Segment Start: INPUT DATA

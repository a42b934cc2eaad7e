use std::future::Future;
use std::pin::Pin;
use std::sync::{Arc, Mutex};
use std::time::Duration;

use grape::errors::{GrapeError, Result};
use grape::exec::{CommandLine, ManagedHandle, ProcessBackend};
use grape::notice::{Notice, NoticeSink};

/// What the fake backend was asked to do, in order.
#[derive(Debug, Clone, PartialEq, Eq)]
pub enum ProcessOp {
    Start { id: u32, command: String },
    Terminate { id: u32 },
}

#[derive(Debug, Default)]
struct Shared {
    ops: Vec<ProcessOp>,
    alive: usize,
    max_alive: usize,
    next_id: u32,
    failing_starts: usize,
}

/// A fake process backend that:
/// - records every start / terminate
/// - tracks how many fake processes are alive at once
/// - can make `terminate_tree` take a while, like waiting for a real exit
/// - can fail the next N starts
#[derive(Debug, Clone, Default)]
pub struct FakeProcessBackend {
    shared: Arc<Mutex<Shared>>,
    terminate_delay: Duration,
}

#[derive(Debug)]
pub struct FakeHandle {
    id: u32,
}

impl ManagedHandle for FakeHandle {
    fn id(&self) -> u32 {
        self.id
    }
}

impl FakeProcessBackend {
    pub fn new() -> Self {
        Self::default()
    }

    pub fn with_terminate_delay(delay: Duration) -> Self {
        Self {
            terminate_delay: delay,
            ..Self::default()
        }
    }

    pub fn fail_next_starts(&self, n: usize) {
        self.shared.lock().unwrap().failing_starts = n;
    }

    pub fn ops(&self) -> Vec<ProcessOp> {
        self.shared.lock().unwrap().ops.clone()
    }

    pub fn starts(&self) -> usize {
        self.count(|op| matches!(op, ProcessOp::Start { .. }))
    }

    pub fn terminates(&self) -> usize {
        self.count(|op| matches!(op, ProcessOp::Terminate { .. }))
    }

    pub fn alive(&self) -> usize {
        self.shared.lock().unwrap().alive
    }

    /// Highest number of simultaneously alive processes ever observed.
    pub fn max_alive(&self) -> usize {
        self.shared.lock().unwrap().max_alive
    }

    fn count(&self, pred: impl Fn(&ProcessOp) -> bool) -> usize {
        self.shared.lock().unwrap().ops.iter().filter(|op| pred(op)).count()
    }
}

impl ProcessBackend for FakeProcessBackend {
    type Handle = FakeHandle;

    fn spawn(&mut self, command: &CommandLine) -> Result<FakeHandle> {
        let mut shared = self.shared.lock().unwrap();
        if shared.failing_starts > 0 {
            shared.failing_starts -= 1;
            return Err(GrapeError::Other(anyhow::anyhow!(
                "simulated spawn failure for '{command}'"
            )));
        }

        shared.next_id += 1;
        let id = shared.next_id;
        shared.alive += 1;
        shared.max_alive = shared.max_alive.max(shared.alive);
        shared.ops.push(ProcessOp::Start {
            id,
            command: command.to_string(),
        });
        Ok(FakeHandle { id })
    }

    fn terminate_tree(
        &mut self,
        handle: FakeHandle,
    ) -> Pin<Box<dyn Future<Output = Result<()>> + Send + '_>> {
        let shared = Arc::clone(&self.shared);
        let delay = self.terminate_delay;

        Box::pin(async move {
            if !delay.is_zero() {
                tokio::time::sleep(delay).await;
            }
            let mut shared = shared.lock().unwrap();
            shared.alive -= 1;
            shared.ops.push(ProcessOp::Terminate { id: handle.id });
            Ok(())
        })
    }
}

/// Notice sink that keeps everything it was given.
#[derive(Debug, Clone, Default)]
pub struct RecordingNotices {
    notices: Arc<Mutex<Vec<Notice>>>,
}

impl RecordingNotices {
    pub fn new() -> Self {
        Self::default()
    }

    pub fn snapshot(&self) -> Vec<Notice> {
        self.notices.lock().unwrap().clone()
    }

    pub fn count(&self, notice: &Notice) -> usize {
        self.notices.lock().unwrap().iter().filter(|n| *n == notice).count()
    }
}

impl NoticeSink for RecordingNotices {
    fn notice(&mut self, notice: &Notice) {
        self.notices.lock().unwrap().push(notice.clone());
    }
}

Segment End: INPUT DATA

ASSIGNED TASK:
Could you return every line from the entries above in which the string "FakeHandle" occurs?

WRITTEN ANSWER:
pub struct FakeHandle {
impl ManagedHandle for FakeHandle {
    type Handle = FakeHandle;
    fn spawn(&mut self, command: &CommandLine) -> Result<FakeHandle> {
        Ok(FakeHandle { id })
        handle: FakeHandle,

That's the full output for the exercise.